If you ran into someone who didn’t know what a guitar was, you’d assume the person was visiting from some other time or place.
Most of us can recognize the musical instruments that comprise a rock band, perhaps even those you’d find in an orchestra. But there are a lot of instruments we’ve never heard of before — the kora might be one of them.
What’s a kora? You’ll see and hear one if you head to the University of Idaho’s World Music Celebration this weekend. Mali’s Yacouba Sissoko will be playing the stringed instrument. Besides being a musician, Sissoko is a djely, a musical storyteller who passes on news, history and fables. These stories are traditionally accompanied by a kora.
The kora isn’t the only musical instrument most of us have never heard before. All of the instruments below have been featured at some point in the World Music Celebration:
Kora. This West African stringed instrument sounds like a combination between a guitar and harp.
Dizi. One of the major instruments in China, this bamboo flute is commonly used in folk music and opera.
Pipa. This four-stringed lute-like instrument is one of the most popular musical instruments in China.
Pandeiro. Popular in Brazil, this hand frame drum is typically struck or shaken to produce sound, much like a tambourine.
Madal. This Nepali percussive instrument is usually played horizontally so that both drum heads can be played simultaneously.

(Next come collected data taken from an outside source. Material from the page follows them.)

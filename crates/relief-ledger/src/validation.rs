use relief_crypto::{ChainError, HashChainVerifier};

use crate::block::Block;

/// Result of a full chain walk.
#[derive(Clone, Debug, PartialEq, Eq)]
pub struct ValidationReport {
    pub key: String,
    pub block_count: u64,
    pub violations: Vec<Violation>,
}

impl ValidationReport {
    /// Returns `true` if all checks passed.
    pub fn is_valid(&self) -> bool {
        self.violations.is_empty()
    }

    /// Lowest index at which a violation was found.
    pub fn first_failure(&self) -> Option<u64> {
        self.violations.iter().map(|v| v.index).min()
    }
}

/// A specific integrity violation detected during validation.
#[derive(Clone, Debug, PartialEq, Eq)]
pub struct Violation {
    pub index: u64,
    pub kind: ViolationKind,
    pub description: String,
}

#[derive(Clone, Copy, Debug, PartialEq, Eq)]
pub enum ViolationKind {
    /// Genesis block carries a backward link.
    GenesisLinked,
    /// Genesis block's stored digest differs from its recomputed digest.
    GenesisRehash,
    HashMismatch,
    BrokenLink,
    MissingLink,
    SequenceGap,
}

impl From<&ChainError> for ViolationKind {
    fn from(err: &ChainError) -> Self {
        match err {
            ChainError::GenesisHasLink => Self::GenesisLinked,
            ChainError::HashMismatch { index: 0 } => Self::GenesisRehash,
            ChainError::HashMismatch { .. } => Self::HashMismatch,
            ChainError::BrokenLink { .. } => Self::BrokenLink,
            ChainError::MissingLink { .. } => Self::MissingLink,
            ChainError::SequenceGap { .. } => Self::SequenceGap,
        }
    }
}

impl From<&ChainError> for Violation {
    fn from(err: &ChainError) -> Self {
        Self {
            index: err.index() as u64,
            kind: ViolationKind::from(err),
            description: err.to_string(),
        }
    }
}

/// Chain integrity validator.
///
/// Unlike [`HashChainVerifier::verify_chain`], which stops at the first
/// failure, this walks every block and records every violation, the
/// genesis re-hash included.
pub struct ChainValidator;

impl ChainValidator {
    pub fn validate(key: &str, blocks: &[Block]) -> ValidationReport {
        let mut errors = match blocks.first() {
            Some(genesis) => HashChainVerifier::genesis_violations(genesis),
            None => Vec::new(),
        };
        for (offset, pair) in blocks.windows(2).enumerate() {
            errors.extend(HashChainVerifier::link_violations(
                &pair[0],
                &pair[1],
                offset + 1,
            ));
        }

        ValidationReport {
            key: key.to_string(),
            block_count: blocks.len() as u64,
            violations: errors.iter().map(Violation::from).collect(),
        }
    }
}

#[cfg(test)]
mod tests {
    use relief_types::{
        Digest, DisbursementRecord, GenesisRecord, Location, Payload, PreviousDigest,
        ReliefCategory, ReliefId, Timestamp,
    };

    use super::*;

    fn build(count: usize) -> Vec<Block> {
        let mut blocks = vec![Block::genesis(GenesisRecord::global())];
        for i in 1..count {
            let payload = Payload::Disbursement(DisbursementRecord::officer(
                ReliefId::generate("RP-WB", "20260201", i as u64),
                Location::new("Howrah", "West Bengal", "", "", "711101").unwrap(),
                ReliefCategory::new("FOOD").unwrap(),
                "",
                "",
            ));
            let prev = PreviousDigest::Block(blocks[i - 1].digest);
            blocks.push(Block::new(i as u64, Timestamp::now(), payload, prev));
        }
        blocks
    }

    #[test]
    fn valid_chain_passes() {
        let report = ChainValidator::validate("relief_chain", &build(5));
        assert!(report.is_valid());
        assert_eq!(report.block_count, 5);
        assert_eq!(report.first_failure(), None);
    }

    #[test]
    fn empty_chain_has_no_violations() {
        let report = ChainValidator::validate("relief_chain", &[]);
        assert!(report.is_valid());
        assert_eq!(report.block_count, 0);
    }

    #[test]
    fn collects_every_violation() {
        let mut blocks = build(5);
        blocks[1].timestamp = Timestamp::from_raw("1999-01-01T00:00:00.000Z");
        blocks[3].previous_digest = PreviousDigest::Block(Digest::from_hash([0; 32]));
        let report = ChainValidator::validate("relief_chain", &blocks);

        let kinds: Vec<_> = report.violations.iter().map(|v| (v.index, v.kind)).collect();
        assert!(kinds.contains(&(1, ViolationKind::HashMismatch)));
        assert!(kinds.contains(&(3, ViolationKind::HashMismatch)));
        assert!(kinds.contains(&(3, ViolationKind::BrokenLink)));
        assert_eq!(report.first_failure(), Some(1));
    }

    #[test]
    fn tampered_genesis_reported_separately() {
        let mut blocks = build(2);
        if let Payload::Genesis(g) = &mut blocks[0].payload {
            g.note = "forged".into();
        }
        let report = ChainValidator::validate("relief_chain", &blocks);
        assert_eq!(report.violations.len(), 1);
        assert_eq!(report.violations[0].kind, ViolationKind::GenesisRehash);
    }

    #[test]
    fn removed_block_reports_gap_and_link() {
        let mut blocks = build(4);
        blocks.remove(2);
        let report = ChainValidator::validate("relief_chain", &blocks);
        let kinds: Vec<_> = report.violations.iter().map(|v| (v.index, v.kind)).collect();
        assert!(kinds.contains(&(2, ViolationKind::BrokenLink)));
        assert!(kinds.contains(&(2, ViolationKind::SequenceGap)));
    }

    #[test]
    fn linked_genesis_reported() {
        let mut blocks = build(1);
        blocks[0].previous_digest = PreviousDigest::Block(Digest::from_hash([4; 32]));
        let report = ChainValidator::validate("relief_chain", &blocks);
        let kinds: Vec<_> = report.violations.iter().map(|v| v.kind).collect();
        assert!(kinds.contains(&ViolationKind::GenesisLinked));
        assert!(kinds.contains(&ViolationKind::GenesisRehash));
        assert!(report.violations.iter().all(|v| v.index == 0));
    }

    #[test]
    fn chain_error_maps_to_kind() {
        assert_eq!(
            ViolationKind::from(&ChainError::HashMismatch { index: 0 }),
            ViolationKind::GenesisRehash
        );
        assert_eq!(
            ViolationKind::from(&ChainError::SequenceGap { index: 2, found: 5 }),
            ViolationKind::SequenceGap
        );
    }
}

Erhu. This two-stringed bowed instrument, often called a Chinese violin, is used in both traditional and contemporary Chinese music.

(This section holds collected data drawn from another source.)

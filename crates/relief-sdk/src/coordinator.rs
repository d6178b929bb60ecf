use std::collections::HashMap;
use std::sync::{Arc, Mutex};

use tracing::{debug, info, warn};

use relief_ledger::{
    Block, Chain, IdentityChain, IntegrityStatus, LedgerError, RecordVerification,
    IDENTITY_CHAIN_PREFIX,
};
use relief_store::{FileStore, InMemoryStore, KeyValueStore};
use relief_types::{
    is_valid_pin_code, BeneficiaryId, ClaimRecord, DisbursementRecord, Location, Origin, Payload,
    ReliefCategory, ReliefId, Timestamp,
};

use crate::collaborators::{
    normalize_credential, IdentityVerifier, LocationLookup, SimulatedIdentityVerifier,
    StaticLocationLookup,
};
use crate::config::LedgerConfig;
use crate::error::{CoordinatorError, CoordinatorResult};
use crate::session::{Session, VerifiedIdentity};

/// Storage key of the last relief-id sequence number handed out.
pub const SEQUENCE_KEY: &str = "relief_sequence";

/// Officer-entered disbursement details.
#[derive(Clone, Debug, PartialEq, Eq)]
pub struct DisbursementDetails {
    pub location: Location,
    pub category: ReliefCategory,
    pub quantity: String,
    pub notes: String,
}

/// Beneficiary-entered claim details.
#[derive(Clone, Debug, PartialEq, Eq)]
pub struct ClaimDetails {
    pub location: Location,
    pub receipt_date: Option<String>,
}

/// What a reconciliation pass repaired.
#[derive(Clone, Debug, Default, PartialEq, Eq)]
pub struct ReconcileReport {
    /// Claims copied into the global ledger.
    pub replicated: Vec<ReliefId>,
    /// Storage keys of chains that were written again.
    pub repersisted: Vec<String>,
}

impl ReconcileReport {
    pub fn is_clean(&self) -> bool {
        self.replicated.is_empty() && self.repersisted.is_empty()
    }

    fn merge(&mut self, other: ReconcileReport) {
        self.replicated.extend(other.replicated);
        for key in other.repersisted {
            if !self.repersisted.contains(&key) {
                self.repersisted.push(key);
            }
        }
    }
}

/// Coordinates the global ledger, identity-scoped ledgers, and the
/// verification session.
pub struct LedgerCoordinator {
    config: LedgerConfig,
    store: Arc<dyn KeyValueStore>,
    global: Chain,
    identities: Mutex<HashMap<BeneficiaryId, Arc<IdentityChain>>>,
    /// Serializes relief-id allocation.
    sequence: Mutex<()>,
    session: Mutex<Session>,
    verifier: Arc<dyn IdentityVerifier>,
    locations: Arc<dyn LocationLookup>,
}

Talking drum. Used to mimic tones and patterns of human speech, this drum from West Africa has two drumheads connected by tension cords that alter the pitch of the sound.

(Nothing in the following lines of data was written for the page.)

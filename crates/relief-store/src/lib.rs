//! Durable key-value persistence for ReliefProof chains.
//!
//! Every chain is persisted as a single string value under a fixed key. The
//! ledger never interprets how a backend stores that value; it only relies on
//! the [`KeyValueStore`] contract.
//!
//! # Backends
//!
//! - [`InMemoryStore`] -- `HashMap`-based store for tests and embedding, with
//!   an optional byte quota and a read-only switch to exercise failure paths
//! - [`FileStore`] -- one file per key, written via temp file + rename

pub mod error;
pub mod file;
pub mod memory;
pub mod traits;

pub use error::{StoreError, StoreResult};
pub use file::FileStore;
pub use memory::InMemoryStore;
pub use traits::{validate_key, KeyValueStore};
use thiserror::Error;

/// Errors produced by type construction and parsing.
#[derive(Debug, Error, PartialEq, Eq)]
pub enum TypeError {
    #[error("invalid hex string: {0}")]
    InvalidHex(String),

    #[error("invalid byte length: expected {expected}, got {actual}")]
    InvalidLength { expected: usize, actual: usize },

    #[error("missing required field: {0}")]
    MissingField(&'static str),

    #[error("invalid PIN code {0:?}: expected 6 digits")]
    InvalidPinCode(String),

    #[error("invalid beneficiary id: {0}")]
    InvalidBeneficiaryId(String),

    #[error("category {0} is reserved for the genesis block")]
    ReservedCategory(String),

    #[error("invalid timestamp {value:?}: {reason}")]
    InvalidTimestamp { value: String, reason: String },
}
//! Append-only, hash-linked relief ledgers.
//!
//! This crate is the core of ReliefProof. It provides:
//! - [`Block`], the immutable hash-linked record
//! - [`Chain`], a persisted block sequence with validation and lookup
//! - [`IdentityChain`], a per-beneficiary chain with the duplicate-claim guard
//! - Validation reports listing every integrity violation
//! - Audit projections (flattened export rows, dashboard summary)

pub mod block;
pub mod chain;
pub mod error;
pub mod identity;
pub mod projection;
pub mod validation;

pub use block::Block;
pub use chain::{
    identity_chain_key, Chain, RecordVerification, GLOBAL_CHAIN_KEY, IDENTITY_CHAIN_PREFIX,
};
pub use error::LedgerError;
pub use identity::IdentityChain;
pub use projection::{AuditEntry, ChainSummary, IntegrityStatus, ProjectionBuilder};
pub use validation::{ChainValidator, ValidationReport, Violation, ViolationKind};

Hulusi. This gourd flute from China sounds similar to a clarinet.
Singing bowl. Commonly used in Buddhist spiritual practice, this inverted bell is played by being struck or rotating a mallet around the rim.
Djembe. This goblet-shaped drum from West Africa is loud and can produce a variety of sounds.
IF YOU GO
WHAT: Sixth Annual World Music Celebration
WHEN: 7:30 p.m. Friday
WHERE: Administration Building Auditorium, University of Idaho, Moscow
COST: $8 adults, $5 students and senior citizens; tickets available at the door
OF NOTE: A free public workshop featuring presentations from Yacouba Sissoko and Navin Chettri will be held 4:15 p.m. Saturday at the Haddock Performance Hall on the UI campus.